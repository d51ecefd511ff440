use std::{
    cell::RefCell,
    fmt::{self, Display},
    io::Write,
    ops::{Deref, DerefMut},
    path::Path,
    rc::Rc,
};

use log::{debug, info, trace};
use tempfile::NamedTempFile;

use dotwright_core::{attribute_set::GraphAttributeSet, identifier::IdRegistry};

use super::GraphBody;
use crate::{DotError, config::RenderConfig, export::dot::DotDocument};

/// Identifier given to a root graph created without one.
pub const DEFAULT_ROOT_ID: &str = "somegraph";

/// The top of a DOT document.
///
/// The root graph owns the identifier registry of the document and is the
/// entry point for rendering. It dereferences to [`GraphBody`], so children
/// are added directly on it.
///
/// # Examples
///
/// ```
/// use dotwright::{RootGraph, identifier::Identified};
///
/// let mut graph = RootGraph::new(true);
/// let a = graph.add_node_with_label("A").id().clone();
/// let b = graph.add_node_with_label("B").id().clone();
/// graph.add_edge(&a, &b);
///
/// let dot = graph.render();
/// assert!(dot.starts_with("digraph somegraph {\n"));
/// assert!(dot.contains("\tNode0->Node1;\n"));
/// ```
#[derive(Debug)]
pub struct RootGraph {
    body: GraphBody,
    attributes: GraphAttributeSet,
}

impl RootGraph {
    /// Creates an empty document.
    ///
    /// # Arguments
    ///
    /// * `directed` - Whether the document is a `digraph` or a `graph`.
    pub fn new(directed: bool) -> Self {
        Self::build(directed, DEFAULT_ROOT_ID, None)
    }

    /// Creates an empty document with a graph label.
    pub fn with_label(directed: bool, label: &str) -> Self {
        Self::build(directed, DEFAULT_ROOT_ID, Some(label))
    }

    /// Creates an empty document with a caller chosen identifier.
    pub fn with_id(directed: bool, id: &str) -> Self {
        Self::build(directed, id, None)
    }

    fn build(directed: bool, id: &str, label: Option<&str>) -> Self {
        let registry = Rc::new(RefCell::new(IdRegistry::new()));
        let id = registry.borrow_mut().validate_custom_id(id);
        debug!(id = id.as_str(), directed; "Creating root graph");

        Self {
            body: GraphBody::new(id, label, directed, registry),
            attributes: GraphAttributeSet::new(),
        }
    }

    pub fn attributes(&self) -> &GraphAttributeSet {
        &self.attributes
    }

    pub fn attributes_mut(&mut self) -> &mut GraphAttributeSet {
        &mut self.attributes
    }

    /// Renders the document with the default layout.
    pub fn render(&self) -> String {
        self.render_with(&RenderConfig::default())
    }

    /// Renders the document with the given layout.
    pub fn render_with(&self, config: &RenderConfig) -> String {
        let output = DotDocument::new(self, config).to_string();
        trace!(output = output.as_str(); "Rendered document");
        output
    }

    /// Writes the rendered document to `writer`.
    ///
    /// # Errors
    ///
    /// Returns [`DotError::Io`] if the writer fails.
    pub fn write_to(&self, writer: &mut impl Write) -> Result<(), DotError> {
        self.write_to_with(writer, &RenderConfig::default())
    }

    /// Writes the document rendered with `config` to `writer`.
    ///
    /// # Errors
    ///
    /// Returns [`DotError::Io`] if the writer fails.
    pub fn write_to_with(
        &self,
        writer: &mut impl Write,
        config: &RenderConfig,
    ) -> Result<(), DotError> {
        writer.write_all(self.render_with(config).as_bytes())?;
        writer.flush()?;
        Ok(())
    }

    /// Writes the document to a file, replacing it if it exists.
    ///
    /// # Errors
    ///
    /// See [`RootGraph::write_to_file_with`].
    pub fn write_to_file(&self, path: impl AsRef<Path>) -> Result<(), DotError> {
        self.write_to_file_with(path, &RenderConfig::default())
    }

    /// Writes the document rendered with `config` to a file.
    ///
    /// The document is first written to a temporary file next to `path` and
    /// then moved into place, so `path` either holds the complete document or
    /// is left as it was.
    ///
    /// # Errors
    ///
    /// Returns [`DotError::Io`] if the temporary file cannot be created or
    /// written, and [`DotError::Persist`] if it cannot be moved to `path`.
    pub fn write_to_file_with(
        &self,
        path: impl AsRef<Path>,
        config: &RenderConfig,
    ) -> Result<(), DotError> {
        let path = path.as_ref();
        info!(path = path.display().to_string(); "Writing DOT document");

        let directory = path
            .parent()
            .filter(|parent| !parent.as_os_str().is_empty())
            .unwrap_or_else(|| Path::new("."));

        let mut file = NamedTempFile::new_in(directory)?;
        self.write_to_with(&mut file, config)?;
        file.persist(path).map_err(|err| DotError::Persist {
            path: path.to_path_buf(),
            source: err.error,
        })?;

        debug!(path = path.display().to_string(); "DOT document written");
        Ok(())
    }
}

impl Deref for RootGraph {
    type Target = GraphBody;

    fn deref(&self) -> &Self::Target {
        &self.body
    }
}

impl DerefMut for RootGraph {
    fn deref_mut(&mut self) -> &mut Self::Target {
        &mut self.body
    }
}

impl Display for RootGraph {
    fn fmt(&self, f: &mut fmt::Formatter<'_>) -> fmt::Result {
        Display::fmt(&DotDocument::new(self, &RenderConfig::default()), f)
    }
}
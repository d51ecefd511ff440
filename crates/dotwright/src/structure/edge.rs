use std::fmt;

use dotwright_core::{attribute_set::EdgeAttributeSet, identifier::Id};

use super::sanitize_label;

/// Handle of an edge, unique within the body that owns it.
///
/// Edges have no document identifier, and several edges may join the same
/// pair of endpoints, so they are addressed by key instead.
#[derive(Debug, Clone, Copy, PartialEq, Eq, Hash, PartialOrd, Ord)]
pub struct EdgeKey(u64);

impl EdgeKey {
    pub(super) fn new(value: u64) -> Self {
        Self(value)
    }
}

impl fmt::Display for EdgeKey {
    fn fmt(&self, f: &mut fmt::Formatter<'_>) -> fmt::Result {
        write!(f, "e{}", self.0)
    }
}

/// An edge between two identified entities.
///
/// The edge does not own its endpoints; it only records their identifiers.
/// Removing an endpoint leaves the edge in place, still naming the removed
/// identifier.
#[derive(Debug, Clone)]
pub struct Edge {
    key: EdgeKey,
    source: Id,
    target: Id,
    label: Option<String>,
    attributes: EdgeAttributeSet,
}

impl Edge {
    pub(super) fn new(key: EdgeKey, source: Id, target: Id, label: Option<&str>) -> Self {
        Self {
            key,
            source,
            target,
            label: label.and_then(sanitize_label),
            attributes: EdgeAttributeSet::new(),
        }
    }

    pub fn key(&self) -> EdgeKey {
        self.key
    }

    /// Returns the identifier of the tail endpoint.
    pub fn source(&self) -> &Id {
        &self.source
    }

    /// Returns the identifier of the head endpoint.
    pub fn target(&self) -> &Id {
        &self.target
    }

    pub fn label(&self) -> Option<&str> {
        self.label.as_deref()
    }

    /// Sets the label. An empty label removes it.
    pub fn set_label(&mut self, label: &str) -> &mut Self {
        self.label = sanitize_label(label);
        self
    }

    pub fn attributes(&self) -> &EdgeAttributeSet {
        &self.attributes
    }

    pub fn attributes_mut(&mut self) -> &mut EdgeAttributeSet {
        &mut self.attributes
    }

    /// Returns `true` if the edge joins `source` to `target`, in either
    /// direction when `directed` is `false`.
    pub(super) fn joins(&self, source: &Id, target: &Id, directed: bool) -> bool {
        let forward = self.source == *source && self.target == *target;
        let backward = self.source == *target && self.target == *source;
        forward || (!directed && backward)
    }
}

What to work on => Each line above that includes the word "cannot" is to be copied.

Expected answer =>
    /// Returns [`DotError::Io`] if the temporary file cannot be created or
    /// written, and [`DotError::Persist`] if it cannot be moved to `path`.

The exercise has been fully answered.